### Your objective
Wherever the word "Result" turns up in a line of the entries, copy that line.

### Raw data
//! Scene controller: mirrors page images as textured planes, runs the
//! frame loop, and owns the canvas lifecycle.

use std::cell::{Cell, RefCell};
use std::rc::Rc;

use wasm_bindgen::closure::Closure;
use wasm_bindgen::prelude::*;
use wasm_bindgen::JsCast;
use web_sys::{
    Document, HtmlCanvasElement, HtmlImageElement, MouseEvent, WebGl2RenderingContext as GL,
    Window,
};

use crate::camera::ScreenCamera;
use crate::config::{EffectConfig, MAX_PIXEL_RATIO};
use crate::layout::{cover_scale, document_bounds, plane_scale, plane_translation};
use crate::math::{Rect, Viewport};
use crate::pointer::PointerFilter;
use crate::post::PostState;
use crate::scroll::SmoothScroll;

use super::events::Subscriptions;
use super::gl::{self, PlanePass, PostPass, RenderTarget};
use super::texture::PlaneTexture;

/// One tracked `<img>`: its element, document-space box, and texture.
struct Plane {
    element: HtmlImageElement,
    bounds: Rect,
    texture: PlaneTexture,
}

struct Scene {
    config: EffectConfig,
    gl: GL,
    canvas: HtmlCanvasElement,
    viewport: Viewport,
    pixel_ratio: f32,
    camera: ScreenCamera,
    plane_pass: PlanePass,
    post_pass: PostPass,
    target: RenderTarget,
    planes: Vec<Plane>,
    scroll: SmoothScroll,
    pointer: PointerFilter,
    post: PostState,
}

impl Scene {
    fn frame(&mut self) {
        if self.config.track_layout_every_frame {
            if let Some(window) = web_sys::window() {
                let dom_scroll = window.scroll_y().unwrap_or(0.0) as f32;
                self.refresh_bounds(dom_scroll);
            }
        }

        let scroll = self.scroll.advance();
        let uniforms = self.post.advance(&mut self.pointer);

        let gl = &self.gl;
        self.target.bind(gl);
        gl.clear_color(0.0, 0.0, 0.0, 0.0);
        gl.clear(GL::COLOR_BUFFER_BIT);

        self.plane_pass.bind(gl, &self.camera.view_projection());
        for plane in &self.planes {
            let translate = plane_translation(&plane.bounds, scroll, self.viewport);
            let scale = plane_scale(&plane.bounds);
            let cover = cover_scale(
                &plane.bounds,
                plane.element.natural_width() as f32,
                plane.element.natural_height() as f32,
            );
            self.plane_pass
                .draw(gl, translate, scale, cover, plane.texture.texture());
        }

        gl.bind_framebuffer(GL::FRAMEBUFFER, None);
        gl.viewport(0, 0, self.canvas.width() as i32, self.canvas.height() as i32);
        gl.clear_color(0.0, 0.0, 0.0, 0.0);
        gl.clear(GL::COLOR_BUFFER_BIT);
        self.post_pass.draw(gl, &uniforms, self.target.texture());
    }

    fn handle_scroll(&mut self) {
        if let Some(window) = web_sys::window() {
            if let Ok(offset) = window.scroll_y() {
                self.scroll.set_target(offset as f32);
            }
        }
    }

    fn handle_pointer(&mut self, client_x: f32, client_y: f32) {
        let position = PointerFilter::normalize(client_x, client_y, self.viewport);
        self.pointer.on_move(position);
    }

    fn handle_resize(&mut self) -> Result<(), JsValue> {
        let window = web_sys::window().ok_or("no window")?;
        self.viewport = window_viewport(&window)?;
        self.pixel_ratio = (window.device_pixel_ratio() as f32).min(MAX_PIXEL_RATIO);

        let width = (self.viewport.width * self.pixel_ratio) as u32;
        let height = (self.viewport.height * self.pixel_ratio) as u32;
        self.canvas.set_width(width);
        self.canvas.set_height(height);
        self.target.resize(&self.gl, width as i32, height as i32)?;

        self.camera.resize(self.viewport);
        self.post.set_viewport(self.viewport);

        let dom_scroll = window.scroll_y().unwrap_or(0.0) as f32;
        self.refresh_bounds(dom_scroll);
        Ok(())
    }

    /// Re-read every element's box, folding the live scroll offset
    /// back into document space.
    fn refresh_bounds(&mut self, dom_scroll: f32) {
        for plane in &mut self.planes {
            plane.bounds = document_bounds(&element_rect(&plane.element), dom_scroll);
        }
    }
}

/// Handle exported to the page. Constructing it boots the whole
/// pipeline; dropping it (or calling `free()`) tears everything down
/// again: pending frame canceled, listeners removed, canvas detached.
#[wasm_bindgen]
pub struct Effect {
    scene: Rc<RefCell<Scene>>,
    // Holds the frame closure so it can reschedule itself; the Option
    // lets the closure be created before it grabs a reference to its
    // own slot.
    frame: Rc<RefCell<Option<Closure<dyn FnMut()>>>>,
    frame_id: Rc<Cell<i32>>,
    _subscriptions: Subscriptions,
}

#[wasm_bindgen]
impl Effect {
    /// Start with default options.
    #[wasm_bindgen(constructor)]
    pub fn new() -> Result<Effect, JsValue> {
        Self::build(EffectConfig::default())
    }

    /// Start from a JSON options object with camelCase keys, e.g.
    /// `{"containerSelector": ".webgl", "scrollLerp": 0.1}`.
    #[wasm_bindgen(js_name = withOptions)]
    pub fn with_options(json: &str) -> Result<Effect, JsValue> {
        let config = EffectConfig::from_json(json)
            .map_err(|err| JsValue::from_str(&format!("invalid options: {err}")))?;
        Self::build(config)
    }

    /// Number of images mirrored as planes.
    #[wasm_bindgen(js_name = planeCount)]
    pub fn plane_count(&self) -> usize {
        self.scene.borrow().planes.len()
    }

    /// Number of planes whose bitmap finished uploading.
    #[wasm_bindgen(js_name = texturesReady)]
    pub fn textures_ready(&self) -> usize {
        self.scene
            .borrow()
            .planes
            .iter()
            .filter(|plane| plane.texture.is_ready())
            .count()
    }
}

impl Effect {
    fn build(config: EffectConfig) -> Result<Effect, JsValue> {
        let window = web_sys::window().ok_or("no window")?;
        let document = window.document().ok_or("no document")?;

        // Start every session from the top of the page.
        window.scroll_to_with_x_and_y(0.0, 0.0);

        let container = document
            .query_selector(&config.container_selector)?
            .ok_or_else(|| {
                JsValue::from_str(&format!(
                    "no element matches container selector {:?}",
                    config.container_selector
                ))
            })?;

        let viewport = window_viewport(&window)?;
        let pixel_ratio = (window.device_pixel_ratio() as f32).min(MAX_PIXEL_RATIO);

        let canvas: HtmlCanvasElement = document.create_element("canvas")?.dyn_into()?;
        canvas.set_width((viewport.width * pixel_ratio) as u32);
        canvas.set_height((viewport.height * pixel_ratio) as u32);
        let style = canvas.style();
        style.set_property("width", "100%")?;
        style.set_property("height", "100%")?;
        style.set_property("display", "block")?;
        container.append_child(&canvas)?;

        let gl = gl::context(&canvas)?;
        let plane_pass = PlanePass::new(&gl)?;
        let post_pass = PostPass::new(&gl)?;
        let target = RenderTarget::new(&gl, canvas.width() as i32, canvas.height() as i32)?;

        let dom_scroll = window.scroll_y().unwrap_or(0.0) as f32;
        let planes = collect_planes(&document, &gl, dom_scroll)?;
        if planes.is_empty() {
            log::warn!("no <img> elements found; running with an empty scene");
        } else {
            log::info!("tracking {} image planes", planes.len());
        }

        let mut scroll = SmoothScroll::new(config.scroll_lerp);
        scroll.jump_to(dom_scroll);

        let camera = ScreenCamera::new(viewport, config.camera_distance);
        let pointer = PointerFilter::new(&config);
        let post = PostState::new(&config, viewport);

        let scene = Rc::new(RefCell::new(Scene {
            config,
            gl,
            canvas,
            viewport,
            pixel_ratio,
            camera,
            plane_pass,
            post_pass,
            target,
            planes,
            scroll,
            pointer,
            post,
        }));

        let mut subscriptions = Subscriptions::new();
        register_events(&window, &scene, &mut subscriptions)?;

        let frame = Rc::new(RefCell::new(None));
        let frame_id = Rc::new(Cell::new(0));
        start_frame_loop(&window, &scene, &frame, &frame_id)?;

        Ok(Effect {
            scene,
            frame,
            frame_id,
            _subscriptions: subscriptions,
        })
    }
}

impl Drop for Effect {
    fn drop(&mut self) {
        if let Some(window) = web_sys::window() {
            let _ = window.cancel_animation_frame(self.frame_id.get());
        }
        // Break the closure's reference to its own slot so it frees.
        self.frame.borrow_mut().take();
        self.scene.borrow().canvas.remove();
    }
}

fn window_viewport(window: &Window) -> Result<Viewport, JsValue> {
    let width = window
        .inner_width()?
        .as_f64()
        .ok_or("window width is not a number")? as f32;
    let height = window
        .inner_height()?
        .as_f64()
        .ok_or("window height is not a number")? as f32;
    Ok(Viewport::new(width, height))
}

fn element_rect(element: &HtmlImageElement) -> Rect {
    let rect = element.get_bounding_client_rect();
    Rect::new(
        rect.left() as f32,
        rect.top() as f32,
        rect.width() as f32,
        rect.height() as f32,
    )
}

fn collect_planes(document: &Document, gl: &GL, dom_scroll: f32) -> Result<Vec<Plane>, JsValue> {
    let nodes = document.query_selector_all("img")?;
    let mut planes = Vec::with_capacity(nodes.length() as usize);
    for index in 0..nodes.length() {
        let Some(node) = nodes.item(index) else { continue };
        let Ok(element) = node.dyn_into::<HtmlImageElement>() else {
            continue;
        };
        let bounds = document_bounds(&element_rect(&element), dom_scroll);
        let texture = PlaneTexture::new(gl, &element)?;
        planes.push(Plane {
            element,
            bounds,
            texture,
        });
    }
    Ok(planes)
}

fn register_events(
    window: &Window,
    scene: &Rc<RefCell<Scene>>,
    subscriptions: &mut Subscriptions,
) -> Result<(), JsValue> {
    {
        let scene = scene.clone();
        subscriptions.add(window.as_ref(), "resize", move |_| {
            if let Err(err) = scene.borrow_mut().handle_resize() {
                log::warn!("resize handling failed: {err:?}");
            }
        })?;
    }
    {
        let scene = scene.clone();
        subscriptions.add(window.as_ref(), "scroll", move |_| {
            scene.borrow_mut().handle_scroll();
        })?;
    }
    {
        let scene = scene.clone();
        subscriptions.add(window.as_ref(), "mousemove", move |event| {
            if let Some(event) = event.dyn_ref::<MouseEvent>() {
                scene
                    .borrow_mut()
                    .handle_pointer(event.client_x() as f32, event.client_y() as f32);
            }
        })?;
    }
    Ok(())
}

fn start_frame_loop(
    window: &Window,
    scene: &Rc<RefCell<Scene>>,
    frame: &Rc<RefCell<Option<Closure<dyn FnMut()>>>>,
    frame_id: &Rc<Cell<i32>>,
) -> Result<(), JsValue> {
    let scene = scene.clone();
    let slot = frame.clone();
    let id = frame_id.clone();
    *frame.borrow_mut() = Some(Closure::wrap(Box::new(move || {
        scene.borrow_mut().frame();

        let Some(window) = web_sys::window() else {
            return;
        };
        let borrowed = slot.borrow();
        if let Some(closure) = borrowed.as_ref() {
            if let Ok(next) = window.request_animation_frame(closure.as_ref().unchecked_ref()) {
                id.set(next);
            }
        }
    }) as Box<dyn FnMut()>));

    let borrowed = frame.borrow();
    let closure = borrowed.as_ref().ok_or("frame closure missing")?;
    frame_id.set(window.request_animation_frame(closure.as_ref().unchecked_ref())?);
    Ok(())
}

### Answer section
    fn handle_resize(&mut self) -> Result<(), JsValue> {
    pub fn new() -> Result<Effect, JsValue> {
    pub fn with_options(json: &str) -> Result<Effect, JsValue> {
    fn build(config: EffectConfig) -> Result<Effect, JsValue> {
fn window_viewport(window: &Window) -> Result<Viewport, JsValue> {
fn collect_planes(document: &Document, gl: &GL, dom_scroll: f32) -> Result<Vec<Plane>, JsValue> {
) -> Result<(), JsValue> {
) -> Result<(), JsValue> {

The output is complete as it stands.